Please take a moment (if you haven't already) to read them and then come back and we'll talk handbags.
|Both of these are handbags. So why do I want the one on the left and not the one on the right?|
Ok, so I've than perpetuated a girly stereotype of handbag obsession, but what does this have to do with the recent discussions about removing the raid number cap? Quite a lot actually. Because for me, trying to separate out the 'raiding for challenge' and 'raiding for epics' mentality is well-nigh impossible. When I raided I loved my epics because I felt that I'd 'earnt' them, from showing persistence, team-work, commitment etc but I also felt a personal sense of triumph when we downed a boss. Would I have raided if there was no tangible 'reward'? Raided 'just to see content'? I might have done, I'll never know for sure. But I know that a visible reward for the effort I had applied helped. For me, it was probably 50/50. Loot helped, personal satisfaction helped. I'm not sure one without the other would have worked.
My Chloe handbag would have been symbolic of the effort I had made in quitting smoking. It would have been 'more' than a handbag to me. But to others I might have just been swanking around with a designer label bag ( flexing my...handbag-peen...?) Is this how we view epics? How we view raiders? Is the reason for not removing a cap on raid numbers really as straightforward as the 'elite' wanting to stay that way? Or is it because that our shiny purples are symbolic of something else, obstacles overcome, challenges met and because simply being able to zerg it wouldn't be as satisfying? Wanting a tangible reward does not make you a bad person. But nor does the view that as many people as possible should be able to see content.

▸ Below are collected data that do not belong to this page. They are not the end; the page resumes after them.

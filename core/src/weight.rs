use crate::{DocumentTermMatrix, Triplet, Weighting};
use serde::{Deserialize, Serialize};
use std::collections::{HashMap, HashSet};

/// A tidy row with its tf-idf statistics bound alongside.
#[derive(Debug, Clone, PartialEq, Serialize, Deserialize)]
pub struct TfIdf {
    pub document: String,
    pub term: String,
    pub value: f64,
    pub tf: f64,
    pub idf: f64,
    pub tf_idf: f64,
}

/// tidytext-style tf-idf over a tidy table: `tf = value / document total`,
/// `idf = ln(documents / documents containing term)`. Input order is kept.
pub fn bind_tf_idf(triplets: &[Triplet]) -> Vec<TfIdf> {
    let mut totals: HashMap<&str, f64> = HashMap::new();
    let mut containing: HashMap<&str, HashSet<&str>> = HashMap::new();
    for t in triplets {
        *totals.entry(&t.document).or_insert(0.0) += t.value;
        if t.value != 0.0 {
            containing.entry(&t.term).or_default().insert(&t.document);
        }
    }
    let n_docs = totals.len() as f64;

    triplets
        .iter()
        .map(|t| {
            let total = totals[t.document.as_str()];
            let tf = if total != 0.0 { t.value / total } else { 0.0 };
            let df = containing.get(t.term.as_str()).map_or(0, |d| d.len());
            let idf = if df > 0 { (n_docs / df as f64).ln() } else { 0.0 };
            TfIdf { document: t.document.clone(), term: t.term.clone(), value: t.value, tf, idf, tf_idf: tf * idf }
        })
        .collect()
}

#[derive(Debug, Clone, Copy, PartialEq, Eq, Serialize, Deserialize)]
#[serde(default)]
pub struct TfIdfOptions {
    /// Use `ln(1 + N/df)` instead of `ln(N/df)`.
    pub smoothed_idf: bool,
    /// Scale each document row to unit L2 norm.
    pub normalize: bool,
}

impl Default for TfIdfOptions {
    fn default() -> Self { Self { smoothed_idf: false, normalize: true } }
}

/// Log-scaled tf-idf over the matrix: `tf = 1 + ln(raw)` for positive counts,
/// optional cosine normalization per document. Cells that come out as zero
/// (e.g. a term present in every document) are dropped.
pub fn weight_tf_idf(dtm: &DocumentTermMatrix, options: &TfIdfOptions) -> DocumentTermMatrix {
    let n = dtm.n_documents().max(1) as f64;
    let idf: Vec<f64> = dtm
        .document_frequency()
        .into_iter()
        .map(|df_t| {
            let df_t = df_t.max(1) as f64;
            if options.smoothed_idf { (1.0 + n / df_t).ln() } else { (n / df_t).ln() }
        })
        .collect();
    let tf = |raw: f64| if raw > 0.0 { 1.0 + raw.ln() } else { 0.0 };

    let mut weighted = dtm.matrix().map_nonzero(|_, c, raw| tf(raw) * idf[c]);
    if options.normalize {
        let mut norms: Vec<f64> = vec![0.0; weighted.nrows()];
        for (r, _, w) in weighted.iter() {
            norms[r] += w * w;
        }
        for norm in norms.iter_mut() {
            *norm = norm.sqrt();
            if *norm == 0.0 { *norm = 1.0; }
        }
        weighted = weighted.map_nonzero(|r, _, w| w / norms[r]);
    }

    tracing::debug!(documents = dtm.n_documents(), nnz = weighted.nnz(), "applied tf-idf weighting");
    DocumentTermMatrix::from_parts_unchecked(weighted, dtm.documents().to_vec(), dtm.terms().to_vec())
        .with_weighting(Weighting::TfIdf)
}

#[cfg(test)]
mod tests {
    use super::*;
    use crate::{cast_dtm, CastOptions};

    fn approx(a: f64, b: f64) -> bool { (a - b).abs() < 1e-9 }

    #[test]
    fn bind_tf_idf_matches_tidytext_definition() {
        let rows = vec![Triplet::new("a", "cat", 3.0), Triplet::new("a", "dog", 1.0), Triplet::new("b", "cat", 2.0)];
        let out = bind_tf_idf(&rows);
        assert!(approx(out[0].tf, 0.75));
        assert!(approx(out[0].idf, 0.0));
        assert!(approx(out[1].idf, 2f64.ln()));
        assert!(approx(out[1].tf_idf, 0.25 * 2f64.ln()));
        assert!(approx(out[2].tf, 1.0));
    }

    #[test]
    fn weight_drops_ubiquitous_terms_and_normalizes_rows() {
        let rows = vec![Triplet::new("a", "cat", 3.0), Triplet::new("a", "dog", 1.0), Triplet::new("b", "cat", 2.0)];
        let dtm = cast_dtm(rows, &CastOptions::default()).unwrap();
        let w = weight_tf_idf(&dtm, &TfIdfOptions::default());
        assert_eq!(w.weighting(), Weighting::TfIdf);
        // "cat" appears in both documents: idf 0, cell removed
        assert_eq!(w.get("a", "cat"), Some(0.0));
        assert!(approx(w.get("a", "dog").unwrap(), 1.0));
        assert_eq!(w.nnz(), 1);
        assert_eq!(w.documents(), dtm.documents());
    }

    #[test]
    fn smoothed_idf_keeps_ubiquitous_terms() {
        let rows = vec![Triplet::new("a", "cat", 1.0), Triplet::new("b", "cat", 1.0)];
        let dtm = cast_dtm(rows, &CastOptions::default()).unwrap();
        let opts = TfIdfOptions { smoothed_idf: true, normalize: false };
        let w = weight_tf_idf(&dtm, &opts);
        assert!(approx(w.get("a", "cat").unwrap(), 2f64.ln()));
    }
}
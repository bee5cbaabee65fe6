use anyhow::Result;
use clap::Parser;
use tidycast::{run, Cli};
use tracing_subscriber::{fmt, EnvFilter};

fn main() -> Result<()> {
    fmt().with_env_filter(EnvFilter::from_default_env()).init();
    run(Cli::parse())
}
use thiserror::Error;

/// Errors raised by the cast/tidy conversions and their helpers.
#[derive(Debug, Clone, PartialEq, Error)]
pub enum Error {
    /// An input row is missing a field or carries a value of the wrong type.
    #[error("schema error at row {row}: {message}")]
    Schema { row: usize, message: String },

    /// The same (document, term) pair appeared twice under `DuplicatePolicy::Error`.
    #[error("duplicate entry for document {document:?} and term {term:?}")]
    DuplicateKey { document: String, term: String },

    /// No documents or no terms, and the caller asked for empty input to be rejected.
    #[error("input contains no documents or no terms")]
    EmptyInput,

    /// Matrix parts or labels do not agree with each other.
    #[error("shape error: {0}")]
    Shape(String),

    #[error("invalid option {name}: {message}")]
    InvalidOption { name: &'static str, message: String },
}

pub type Result<T> = std::result::Result<T, Error>;
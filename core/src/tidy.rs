use crate::{DocumentTermMatrix, MetaTable, Triplet};
use serde::Serialize;
use serde_json::{Map, Value};

/// A tidy triplet widened with the document's metadata fields.
#[derive(Debug, Clone, PartialEq, Serialize)]
pub struct TidyRecord {
    #[serde(flatten)]
    pub triplet: Triplet,
    #[serde(flatten)]
    pub meta: Map<String, Value>,
}

/// One triplet per non-zero cell, rows in matrix order and columns ascending
/// within each row. Stored zeros are skipped.
pub fn tidy(dtm: &DocumentTermMatrix) -> Vec<Triplet> {
    let (documents, terms) = (dtm.documents(), dtm.terms());
    let out: Vec<Triplet> = dtm
        .matrix()
        .iter()
        .filter(|&(_, _, v)| v != 0.0)
        .map(|(r, c, value)| Triplet { document: documents[r].clone(), term: terms[c].clone(), value })
        .collect();
    tracing::debug!(records = out.len(), "tidied document-term matrix");
    out
}

/// Like [`tidy`], with every field of `meta` joined on the document label.
/// Documents without metadata get `null` for each field.
pub fn tidy_with_meta(dtm: &DocumentTermMatrix, meta: &MetaTable) -> Vec<TidyRecord> {
    tidy(dtm)
        .into_iter()
        .map(|triplet| {
            let row = meta.get(&triplet.document);
            let widened = meta
                .fields()
                .iter()
                .map(|field| {
                    let value = row.and_then(|r| r.get(field)).cloned().unwrap_or(Value::Null);
                    (field.clone(), value)
                })
                .collect();
            TidyRecord { triplet, meta: widened }
        })
        .collect()
}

So how do we reconcile this? I'm not sure we do. It's very easy to sit on one or other side of the fence and become entrenched in our view. It's harder to have that view challenged and try to make a coherent, rational argument for continuing to hold it. One of the most commonly mooted answers is 'easy' and 'hard' mode. Does this help though? Another answer is the one Sven proposed - remove the number limit and leave the loot table the same. The smaller your (skilled) team, the faster you gear up. And maybe, this is the middle ground. It's not ground that sits well with me, but maybe it's the least bad of the options.
And another question - people keep citing Rift to me as an example of how Trion do it differently. I'm playing Rift. As far as I'm aware, Rift instances have a number limit. Maybe they don't... but I keep seeing people asking for 2 more for RotF, or 1 more for DD or whatever. I think maybe instanced content does have a number cap, it's only the 'rifts' themselves that are zerg-able...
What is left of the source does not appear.